Start of Data shown

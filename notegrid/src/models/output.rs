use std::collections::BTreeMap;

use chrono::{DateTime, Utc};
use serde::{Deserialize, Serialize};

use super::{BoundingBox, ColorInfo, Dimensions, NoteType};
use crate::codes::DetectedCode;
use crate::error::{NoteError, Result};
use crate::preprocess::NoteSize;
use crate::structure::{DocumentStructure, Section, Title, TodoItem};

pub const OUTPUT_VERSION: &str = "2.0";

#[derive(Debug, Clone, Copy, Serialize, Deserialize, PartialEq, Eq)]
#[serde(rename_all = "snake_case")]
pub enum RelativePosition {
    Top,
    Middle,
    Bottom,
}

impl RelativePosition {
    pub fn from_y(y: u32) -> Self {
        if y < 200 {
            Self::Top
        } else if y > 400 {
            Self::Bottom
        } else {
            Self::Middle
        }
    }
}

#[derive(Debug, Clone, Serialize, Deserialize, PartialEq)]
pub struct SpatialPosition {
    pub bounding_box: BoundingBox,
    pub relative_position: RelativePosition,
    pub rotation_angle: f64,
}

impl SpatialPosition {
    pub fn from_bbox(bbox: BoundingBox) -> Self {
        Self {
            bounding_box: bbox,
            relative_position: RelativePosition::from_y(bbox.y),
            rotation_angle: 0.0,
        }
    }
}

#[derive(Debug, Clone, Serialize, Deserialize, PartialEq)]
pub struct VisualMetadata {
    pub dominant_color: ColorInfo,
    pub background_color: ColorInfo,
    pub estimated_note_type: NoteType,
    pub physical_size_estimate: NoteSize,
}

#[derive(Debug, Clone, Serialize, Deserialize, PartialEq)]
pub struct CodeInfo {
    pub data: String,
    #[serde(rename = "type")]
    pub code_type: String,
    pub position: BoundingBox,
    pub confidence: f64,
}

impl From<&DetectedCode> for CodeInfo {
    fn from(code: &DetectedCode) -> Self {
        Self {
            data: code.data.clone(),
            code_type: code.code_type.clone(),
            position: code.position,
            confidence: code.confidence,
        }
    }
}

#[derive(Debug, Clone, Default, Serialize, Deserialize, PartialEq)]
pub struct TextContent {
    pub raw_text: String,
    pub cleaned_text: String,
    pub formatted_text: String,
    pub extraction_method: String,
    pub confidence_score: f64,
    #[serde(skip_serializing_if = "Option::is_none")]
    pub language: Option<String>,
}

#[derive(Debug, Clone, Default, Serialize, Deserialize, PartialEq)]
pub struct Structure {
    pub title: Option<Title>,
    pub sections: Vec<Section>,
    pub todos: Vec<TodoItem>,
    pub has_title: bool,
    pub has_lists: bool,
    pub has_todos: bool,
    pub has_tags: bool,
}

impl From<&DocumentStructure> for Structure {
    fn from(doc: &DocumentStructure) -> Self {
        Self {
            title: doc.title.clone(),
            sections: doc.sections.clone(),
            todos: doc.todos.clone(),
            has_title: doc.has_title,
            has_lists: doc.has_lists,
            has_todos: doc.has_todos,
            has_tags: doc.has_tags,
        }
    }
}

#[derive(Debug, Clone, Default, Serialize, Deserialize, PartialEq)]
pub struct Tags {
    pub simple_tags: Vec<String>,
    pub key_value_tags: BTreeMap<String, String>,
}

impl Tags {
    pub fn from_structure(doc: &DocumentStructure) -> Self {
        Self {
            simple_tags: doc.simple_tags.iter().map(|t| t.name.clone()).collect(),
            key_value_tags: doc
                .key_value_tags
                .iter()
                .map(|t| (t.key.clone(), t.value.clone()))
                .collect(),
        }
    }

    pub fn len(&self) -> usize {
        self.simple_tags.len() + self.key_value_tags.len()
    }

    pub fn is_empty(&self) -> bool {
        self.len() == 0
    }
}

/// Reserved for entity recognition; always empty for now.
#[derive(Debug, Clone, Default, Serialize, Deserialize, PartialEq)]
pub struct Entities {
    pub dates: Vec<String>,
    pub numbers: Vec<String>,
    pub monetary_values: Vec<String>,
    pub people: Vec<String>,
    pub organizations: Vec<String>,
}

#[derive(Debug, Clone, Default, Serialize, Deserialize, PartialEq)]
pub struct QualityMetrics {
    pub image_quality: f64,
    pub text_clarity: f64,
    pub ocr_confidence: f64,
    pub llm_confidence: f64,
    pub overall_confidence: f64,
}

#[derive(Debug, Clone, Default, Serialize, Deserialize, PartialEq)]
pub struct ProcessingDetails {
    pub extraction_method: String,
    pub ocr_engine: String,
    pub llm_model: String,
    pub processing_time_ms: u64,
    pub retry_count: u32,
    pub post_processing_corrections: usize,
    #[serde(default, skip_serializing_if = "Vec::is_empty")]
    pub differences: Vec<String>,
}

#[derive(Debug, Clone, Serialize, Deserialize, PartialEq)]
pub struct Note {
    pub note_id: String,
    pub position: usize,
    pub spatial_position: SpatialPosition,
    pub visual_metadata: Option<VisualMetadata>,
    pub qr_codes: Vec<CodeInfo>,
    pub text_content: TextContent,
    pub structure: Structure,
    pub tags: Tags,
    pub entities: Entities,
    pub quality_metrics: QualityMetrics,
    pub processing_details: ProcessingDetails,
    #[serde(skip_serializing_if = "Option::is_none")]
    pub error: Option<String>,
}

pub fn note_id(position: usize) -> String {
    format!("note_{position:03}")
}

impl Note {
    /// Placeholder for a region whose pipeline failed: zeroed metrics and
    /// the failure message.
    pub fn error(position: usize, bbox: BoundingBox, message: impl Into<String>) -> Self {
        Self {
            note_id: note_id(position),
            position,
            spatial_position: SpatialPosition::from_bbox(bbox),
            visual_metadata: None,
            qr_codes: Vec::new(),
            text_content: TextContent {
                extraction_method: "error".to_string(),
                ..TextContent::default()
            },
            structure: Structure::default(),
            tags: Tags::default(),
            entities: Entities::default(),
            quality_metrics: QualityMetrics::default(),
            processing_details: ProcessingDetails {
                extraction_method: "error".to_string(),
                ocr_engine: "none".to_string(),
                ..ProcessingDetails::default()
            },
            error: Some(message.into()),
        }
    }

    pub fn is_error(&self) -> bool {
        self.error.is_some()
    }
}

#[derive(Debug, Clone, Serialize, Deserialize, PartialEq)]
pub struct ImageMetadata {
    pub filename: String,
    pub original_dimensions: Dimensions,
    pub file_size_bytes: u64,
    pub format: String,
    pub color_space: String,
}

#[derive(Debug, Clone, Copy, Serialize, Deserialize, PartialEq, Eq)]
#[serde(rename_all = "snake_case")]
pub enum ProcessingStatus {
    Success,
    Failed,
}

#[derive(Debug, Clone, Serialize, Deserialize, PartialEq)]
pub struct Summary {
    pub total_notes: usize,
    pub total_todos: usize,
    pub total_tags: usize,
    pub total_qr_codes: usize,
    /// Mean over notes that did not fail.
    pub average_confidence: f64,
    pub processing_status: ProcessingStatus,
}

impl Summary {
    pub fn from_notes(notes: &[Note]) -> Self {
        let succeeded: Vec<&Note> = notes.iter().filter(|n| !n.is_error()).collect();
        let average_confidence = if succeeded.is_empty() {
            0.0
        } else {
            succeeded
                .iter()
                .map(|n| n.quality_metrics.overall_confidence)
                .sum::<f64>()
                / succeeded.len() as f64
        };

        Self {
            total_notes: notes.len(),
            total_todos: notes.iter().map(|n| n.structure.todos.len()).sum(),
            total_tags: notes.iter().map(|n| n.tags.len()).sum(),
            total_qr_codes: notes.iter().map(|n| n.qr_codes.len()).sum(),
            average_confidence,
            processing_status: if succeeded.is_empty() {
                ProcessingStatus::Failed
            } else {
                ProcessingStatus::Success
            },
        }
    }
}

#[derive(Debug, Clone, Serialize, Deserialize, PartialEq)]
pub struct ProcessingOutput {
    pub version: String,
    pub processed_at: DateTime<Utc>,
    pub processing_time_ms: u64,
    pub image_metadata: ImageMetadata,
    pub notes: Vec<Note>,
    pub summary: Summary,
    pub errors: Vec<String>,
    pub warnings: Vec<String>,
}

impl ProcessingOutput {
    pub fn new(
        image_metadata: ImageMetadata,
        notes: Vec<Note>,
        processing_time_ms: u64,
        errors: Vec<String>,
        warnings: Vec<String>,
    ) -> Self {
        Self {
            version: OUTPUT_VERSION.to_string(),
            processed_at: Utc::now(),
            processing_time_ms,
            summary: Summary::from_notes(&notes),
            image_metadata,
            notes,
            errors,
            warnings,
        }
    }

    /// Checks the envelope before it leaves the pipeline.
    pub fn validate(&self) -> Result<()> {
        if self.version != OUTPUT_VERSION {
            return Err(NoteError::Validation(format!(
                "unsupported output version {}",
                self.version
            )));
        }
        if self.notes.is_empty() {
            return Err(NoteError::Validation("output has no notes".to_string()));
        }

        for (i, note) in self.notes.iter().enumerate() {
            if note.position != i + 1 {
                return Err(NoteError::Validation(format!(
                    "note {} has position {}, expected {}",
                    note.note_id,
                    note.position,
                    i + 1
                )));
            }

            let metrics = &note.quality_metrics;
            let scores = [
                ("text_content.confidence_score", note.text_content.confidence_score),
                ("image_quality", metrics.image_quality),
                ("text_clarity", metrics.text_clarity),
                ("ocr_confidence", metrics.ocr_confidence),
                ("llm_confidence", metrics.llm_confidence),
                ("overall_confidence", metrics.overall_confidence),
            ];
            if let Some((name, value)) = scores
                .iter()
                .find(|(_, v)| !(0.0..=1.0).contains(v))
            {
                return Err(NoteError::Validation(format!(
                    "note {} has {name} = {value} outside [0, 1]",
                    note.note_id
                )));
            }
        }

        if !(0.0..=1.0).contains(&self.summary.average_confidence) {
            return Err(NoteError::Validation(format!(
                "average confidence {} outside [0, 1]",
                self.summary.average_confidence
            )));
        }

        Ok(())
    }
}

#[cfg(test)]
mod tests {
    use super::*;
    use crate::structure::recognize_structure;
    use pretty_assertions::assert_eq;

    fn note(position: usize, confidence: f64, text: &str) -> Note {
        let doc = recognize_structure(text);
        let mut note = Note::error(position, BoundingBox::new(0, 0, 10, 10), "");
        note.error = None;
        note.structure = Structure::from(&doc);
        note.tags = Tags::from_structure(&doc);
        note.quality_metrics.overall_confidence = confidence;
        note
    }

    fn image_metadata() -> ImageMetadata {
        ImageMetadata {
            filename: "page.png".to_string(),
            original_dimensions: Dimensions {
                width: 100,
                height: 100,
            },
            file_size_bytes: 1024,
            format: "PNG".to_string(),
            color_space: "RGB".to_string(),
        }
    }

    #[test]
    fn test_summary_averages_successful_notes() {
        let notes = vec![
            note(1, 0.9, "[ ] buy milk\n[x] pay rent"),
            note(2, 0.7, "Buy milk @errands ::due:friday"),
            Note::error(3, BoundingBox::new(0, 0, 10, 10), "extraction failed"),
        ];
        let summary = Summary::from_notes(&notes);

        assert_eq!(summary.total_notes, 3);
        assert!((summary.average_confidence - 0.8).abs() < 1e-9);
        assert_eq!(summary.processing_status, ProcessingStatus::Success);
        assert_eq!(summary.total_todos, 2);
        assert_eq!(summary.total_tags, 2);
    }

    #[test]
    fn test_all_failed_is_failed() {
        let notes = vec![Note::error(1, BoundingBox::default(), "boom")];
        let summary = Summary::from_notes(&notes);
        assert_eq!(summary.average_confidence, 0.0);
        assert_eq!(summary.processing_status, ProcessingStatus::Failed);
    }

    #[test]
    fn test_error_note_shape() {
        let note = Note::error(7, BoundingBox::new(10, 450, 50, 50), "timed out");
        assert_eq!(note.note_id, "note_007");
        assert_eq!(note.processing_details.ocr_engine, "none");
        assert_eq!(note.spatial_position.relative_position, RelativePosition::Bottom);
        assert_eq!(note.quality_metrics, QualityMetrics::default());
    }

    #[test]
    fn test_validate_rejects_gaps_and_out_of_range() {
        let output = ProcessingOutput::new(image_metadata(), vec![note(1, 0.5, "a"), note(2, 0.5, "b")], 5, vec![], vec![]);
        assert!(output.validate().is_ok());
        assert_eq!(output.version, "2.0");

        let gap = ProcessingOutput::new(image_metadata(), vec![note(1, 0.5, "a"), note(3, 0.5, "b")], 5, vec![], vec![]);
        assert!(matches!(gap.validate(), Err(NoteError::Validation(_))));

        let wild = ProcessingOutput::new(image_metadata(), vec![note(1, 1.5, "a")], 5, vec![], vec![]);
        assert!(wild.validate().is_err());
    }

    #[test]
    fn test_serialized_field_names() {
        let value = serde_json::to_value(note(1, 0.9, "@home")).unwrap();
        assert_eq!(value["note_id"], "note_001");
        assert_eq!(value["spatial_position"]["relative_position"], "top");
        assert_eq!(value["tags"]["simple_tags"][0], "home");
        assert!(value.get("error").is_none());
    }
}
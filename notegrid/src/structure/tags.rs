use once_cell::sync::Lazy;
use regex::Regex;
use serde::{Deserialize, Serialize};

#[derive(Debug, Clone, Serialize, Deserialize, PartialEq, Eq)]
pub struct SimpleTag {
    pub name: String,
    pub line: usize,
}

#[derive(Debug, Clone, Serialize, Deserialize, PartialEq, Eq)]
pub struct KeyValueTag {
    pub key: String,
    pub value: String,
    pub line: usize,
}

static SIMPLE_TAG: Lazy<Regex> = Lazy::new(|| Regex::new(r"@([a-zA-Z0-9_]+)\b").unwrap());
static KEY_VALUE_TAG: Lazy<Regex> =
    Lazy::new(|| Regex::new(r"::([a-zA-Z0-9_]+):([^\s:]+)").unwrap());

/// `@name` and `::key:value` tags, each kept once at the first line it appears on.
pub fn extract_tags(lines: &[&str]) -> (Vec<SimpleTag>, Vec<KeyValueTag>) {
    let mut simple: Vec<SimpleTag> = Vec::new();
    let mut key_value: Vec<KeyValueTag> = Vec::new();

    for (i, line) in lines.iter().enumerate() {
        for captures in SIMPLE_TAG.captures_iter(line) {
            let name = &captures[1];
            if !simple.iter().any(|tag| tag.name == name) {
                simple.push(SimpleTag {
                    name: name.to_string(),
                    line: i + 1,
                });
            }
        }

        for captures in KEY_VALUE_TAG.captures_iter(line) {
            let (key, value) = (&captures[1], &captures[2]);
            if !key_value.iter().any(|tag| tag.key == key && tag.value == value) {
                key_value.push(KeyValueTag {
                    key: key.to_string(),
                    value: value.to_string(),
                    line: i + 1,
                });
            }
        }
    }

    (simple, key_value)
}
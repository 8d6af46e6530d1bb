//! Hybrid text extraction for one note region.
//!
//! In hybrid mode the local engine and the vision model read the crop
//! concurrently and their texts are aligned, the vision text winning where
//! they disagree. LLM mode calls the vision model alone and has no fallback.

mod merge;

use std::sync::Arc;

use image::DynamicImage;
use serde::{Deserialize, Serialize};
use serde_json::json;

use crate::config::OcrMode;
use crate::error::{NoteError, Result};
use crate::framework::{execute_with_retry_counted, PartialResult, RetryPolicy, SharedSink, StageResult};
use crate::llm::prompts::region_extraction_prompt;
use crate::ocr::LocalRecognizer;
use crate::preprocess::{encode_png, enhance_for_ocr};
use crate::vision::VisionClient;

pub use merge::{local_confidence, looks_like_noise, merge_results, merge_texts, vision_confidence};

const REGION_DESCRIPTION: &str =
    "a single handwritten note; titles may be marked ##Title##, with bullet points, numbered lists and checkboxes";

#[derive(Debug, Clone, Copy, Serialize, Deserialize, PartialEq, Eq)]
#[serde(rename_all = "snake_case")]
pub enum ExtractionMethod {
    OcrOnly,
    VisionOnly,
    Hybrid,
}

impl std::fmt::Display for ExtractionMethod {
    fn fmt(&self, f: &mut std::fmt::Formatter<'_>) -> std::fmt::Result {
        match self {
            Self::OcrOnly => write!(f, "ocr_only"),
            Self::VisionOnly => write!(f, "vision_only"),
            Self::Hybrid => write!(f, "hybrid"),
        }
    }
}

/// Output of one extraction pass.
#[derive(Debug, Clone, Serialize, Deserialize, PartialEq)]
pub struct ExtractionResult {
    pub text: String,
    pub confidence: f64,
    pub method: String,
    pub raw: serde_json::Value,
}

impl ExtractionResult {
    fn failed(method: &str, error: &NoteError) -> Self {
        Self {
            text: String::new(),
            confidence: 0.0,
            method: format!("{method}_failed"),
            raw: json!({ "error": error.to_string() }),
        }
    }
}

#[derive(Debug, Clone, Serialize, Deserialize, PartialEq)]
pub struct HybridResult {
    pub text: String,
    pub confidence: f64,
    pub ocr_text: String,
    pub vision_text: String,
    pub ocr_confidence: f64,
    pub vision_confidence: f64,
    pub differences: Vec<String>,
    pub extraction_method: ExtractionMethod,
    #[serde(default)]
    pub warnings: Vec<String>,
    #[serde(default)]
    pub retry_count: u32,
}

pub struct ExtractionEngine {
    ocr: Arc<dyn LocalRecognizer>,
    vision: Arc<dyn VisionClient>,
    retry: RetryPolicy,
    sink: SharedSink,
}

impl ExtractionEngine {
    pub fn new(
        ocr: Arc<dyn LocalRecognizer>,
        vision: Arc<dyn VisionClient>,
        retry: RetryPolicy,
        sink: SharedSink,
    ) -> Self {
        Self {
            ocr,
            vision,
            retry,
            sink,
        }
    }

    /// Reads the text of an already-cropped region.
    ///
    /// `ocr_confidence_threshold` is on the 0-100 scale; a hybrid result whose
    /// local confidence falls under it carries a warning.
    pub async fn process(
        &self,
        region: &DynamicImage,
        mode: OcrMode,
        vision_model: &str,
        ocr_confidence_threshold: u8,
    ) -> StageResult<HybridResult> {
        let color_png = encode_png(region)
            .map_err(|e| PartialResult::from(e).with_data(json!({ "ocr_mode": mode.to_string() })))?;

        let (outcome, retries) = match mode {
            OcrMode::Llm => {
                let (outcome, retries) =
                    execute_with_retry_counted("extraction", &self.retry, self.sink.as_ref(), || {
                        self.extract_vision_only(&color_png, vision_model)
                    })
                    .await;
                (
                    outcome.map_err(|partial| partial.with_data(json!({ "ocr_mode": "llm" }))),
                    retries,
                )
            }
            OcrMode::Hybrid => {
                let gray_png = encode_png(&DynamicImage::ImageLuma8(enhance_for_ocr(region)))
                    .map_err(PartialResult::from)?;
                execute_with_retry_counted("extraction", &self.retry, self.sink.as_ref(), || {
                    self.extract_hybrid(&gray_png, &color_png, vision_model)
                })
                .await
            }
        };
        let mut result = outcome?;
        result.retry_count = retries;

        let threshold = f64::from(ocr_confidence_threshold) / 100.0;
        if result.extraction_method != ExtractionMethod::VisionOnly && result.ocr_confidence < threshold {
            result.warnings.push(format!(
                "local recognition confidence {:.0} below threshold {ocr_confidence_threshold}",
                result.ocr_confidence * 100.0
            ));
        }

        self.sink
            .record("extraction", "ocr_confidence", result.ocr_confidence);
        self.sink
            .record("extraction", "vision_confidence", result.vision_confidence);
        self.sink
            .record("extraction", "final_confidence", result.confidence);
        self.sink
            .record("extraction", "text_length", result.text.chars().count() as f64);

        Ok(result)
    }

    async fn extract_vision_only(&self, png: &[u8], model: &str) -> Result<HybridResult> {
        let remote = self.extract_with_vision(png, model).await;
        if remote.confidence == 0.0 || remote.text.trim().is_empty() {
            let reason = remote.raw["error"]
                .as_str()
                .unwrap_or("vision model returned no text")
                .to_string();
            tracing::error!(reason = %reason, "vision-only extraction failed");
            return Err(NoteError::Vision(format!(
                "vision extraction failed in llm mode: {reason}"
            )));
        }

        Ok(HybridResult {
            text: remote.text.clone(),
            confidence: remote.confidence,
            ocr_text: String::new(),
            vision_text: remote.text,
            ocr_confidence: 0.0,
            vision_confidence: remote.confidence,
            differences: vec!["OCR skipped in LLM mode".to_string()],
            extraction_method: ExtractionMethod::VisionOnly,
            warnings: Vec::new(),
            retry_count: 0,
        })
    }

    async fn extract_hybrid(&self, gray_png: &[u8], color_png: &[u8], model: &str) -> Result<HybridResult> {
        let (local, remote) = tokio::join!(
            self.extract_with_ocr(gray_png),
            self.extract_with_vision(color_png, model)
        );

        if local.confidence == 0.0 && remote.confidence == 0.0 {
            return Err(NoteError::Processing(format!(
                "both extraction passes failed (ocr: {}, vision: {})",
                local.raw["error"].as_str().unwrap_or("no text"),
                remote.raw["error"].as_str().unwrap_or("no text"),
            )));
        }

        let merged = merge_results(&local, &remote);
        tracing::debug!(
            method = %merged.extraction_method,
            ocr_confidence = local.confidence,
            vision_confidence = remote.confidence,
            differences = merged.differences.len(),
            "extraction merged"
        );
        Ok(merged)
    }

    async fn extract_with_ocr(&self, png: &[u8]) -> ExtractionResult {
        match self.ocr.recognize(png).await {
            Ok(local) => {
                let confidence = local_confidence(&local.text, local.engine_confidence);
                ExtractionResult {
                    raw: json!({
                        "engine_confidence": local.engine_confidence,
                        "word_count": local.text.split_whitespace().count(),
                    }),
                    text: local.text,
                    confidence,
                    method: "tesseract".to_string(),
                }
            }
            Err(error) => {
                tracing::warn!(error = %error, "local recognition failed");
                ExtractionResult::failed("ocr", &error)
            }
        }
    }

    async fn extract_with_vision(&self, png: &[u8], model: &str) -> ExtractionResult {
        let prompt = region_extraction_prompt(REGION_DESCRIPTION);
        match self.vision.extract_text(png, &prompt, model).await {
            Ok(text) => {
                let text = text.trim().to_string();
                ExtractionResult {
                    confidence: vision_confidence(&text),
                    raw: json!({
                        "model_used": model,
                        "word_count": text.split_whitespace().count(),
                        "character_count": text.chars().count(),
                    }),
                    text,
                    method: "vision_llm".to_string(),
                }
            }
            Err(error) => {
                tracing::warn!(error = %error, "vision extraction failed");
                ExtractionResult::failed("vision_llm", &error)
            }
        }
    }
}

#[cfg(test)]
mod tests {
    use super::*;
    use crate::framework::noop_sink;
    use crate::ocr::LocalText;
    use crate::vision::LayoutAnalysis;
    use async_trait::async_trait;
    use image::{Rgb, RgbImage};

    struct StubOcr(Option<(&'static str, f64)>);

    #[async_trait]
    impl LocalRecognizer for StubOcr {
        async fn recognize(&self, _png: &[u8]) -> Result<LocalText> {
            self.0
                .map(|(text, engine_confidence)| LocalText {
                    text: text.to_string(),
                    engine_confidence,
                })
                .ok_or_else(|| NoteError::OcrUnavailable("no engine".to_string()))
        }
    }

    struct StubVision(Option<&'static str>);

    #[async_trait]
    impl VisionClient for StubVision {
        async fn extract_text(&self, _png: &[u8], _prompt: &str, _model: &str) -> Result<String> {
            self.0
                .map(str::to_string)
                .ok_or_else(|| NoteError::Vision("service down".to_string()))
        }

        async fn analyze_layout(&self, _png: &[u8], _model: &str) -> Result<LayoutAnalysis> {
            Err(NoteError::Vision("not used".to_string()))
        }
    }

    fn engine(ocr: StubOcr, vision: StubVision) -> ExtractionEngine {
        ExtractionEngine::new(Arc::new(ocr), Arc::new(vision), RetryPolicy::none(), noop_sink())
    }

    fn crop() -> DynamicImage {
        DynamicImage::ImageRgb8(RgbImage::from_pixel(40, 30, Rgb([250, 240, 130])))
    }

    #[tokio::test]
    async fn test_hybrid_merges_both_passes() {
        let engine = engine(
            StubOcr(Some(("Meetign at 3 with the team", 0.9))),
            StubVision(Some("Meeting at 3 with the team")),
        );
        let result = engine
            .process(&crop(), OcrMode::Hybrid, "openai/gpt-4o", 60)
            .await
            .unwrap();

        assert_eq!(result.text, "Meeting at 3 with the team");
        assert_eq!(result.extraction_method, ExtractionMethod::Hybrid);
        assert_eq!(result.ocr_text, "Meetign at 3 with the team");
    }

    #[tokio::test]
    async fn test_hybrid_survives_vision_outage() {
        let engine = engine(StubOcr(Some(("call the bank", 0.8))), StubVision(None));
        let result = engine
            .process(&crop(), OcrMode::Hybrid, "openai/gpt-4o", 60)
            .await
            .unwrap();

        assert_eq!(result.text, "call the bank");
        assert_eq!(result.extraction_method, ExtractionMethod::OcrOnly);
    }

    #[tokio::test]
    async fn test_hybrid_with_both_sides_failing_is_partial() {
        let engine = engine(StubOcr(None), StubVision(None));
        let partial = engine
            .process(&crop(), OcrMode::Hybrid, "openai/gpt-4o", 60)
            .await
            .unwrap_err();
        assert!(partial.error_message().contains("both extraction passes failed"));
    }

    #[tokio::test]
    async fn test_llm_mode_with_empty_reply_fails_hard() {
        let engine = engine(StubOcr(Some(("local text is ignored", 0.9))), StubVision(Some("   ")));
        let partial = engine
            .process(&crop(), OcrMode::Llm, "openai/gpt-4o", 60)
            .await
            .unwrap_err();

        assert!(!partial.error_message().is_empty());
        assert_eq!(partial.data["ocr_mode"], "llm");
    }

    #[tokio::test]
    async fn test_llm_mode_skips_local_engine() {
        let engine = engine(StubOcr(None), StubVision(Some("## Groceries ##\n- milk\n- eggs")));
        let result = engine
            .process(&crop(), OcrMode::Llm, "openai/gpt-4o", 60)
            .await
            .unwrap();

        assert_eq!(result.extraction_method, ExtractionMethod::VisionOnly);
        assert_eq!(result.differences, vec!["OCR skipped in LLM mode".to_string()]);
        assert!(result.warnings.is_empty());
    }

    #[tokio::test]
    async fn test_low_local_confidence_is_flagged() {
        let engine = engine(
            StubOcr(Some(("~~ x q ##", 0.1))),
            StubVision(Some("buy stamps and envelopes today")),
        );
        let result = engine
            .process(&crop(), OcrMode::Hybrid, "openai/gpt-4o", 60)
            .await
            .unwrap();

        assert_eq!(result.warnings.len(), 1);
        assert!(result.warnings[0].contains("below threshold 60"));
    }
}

End of Data shown

■ **Required work**
Every line of the data above that contains the word "lines" should be counted; please give the total alone.

■ **Task output**
2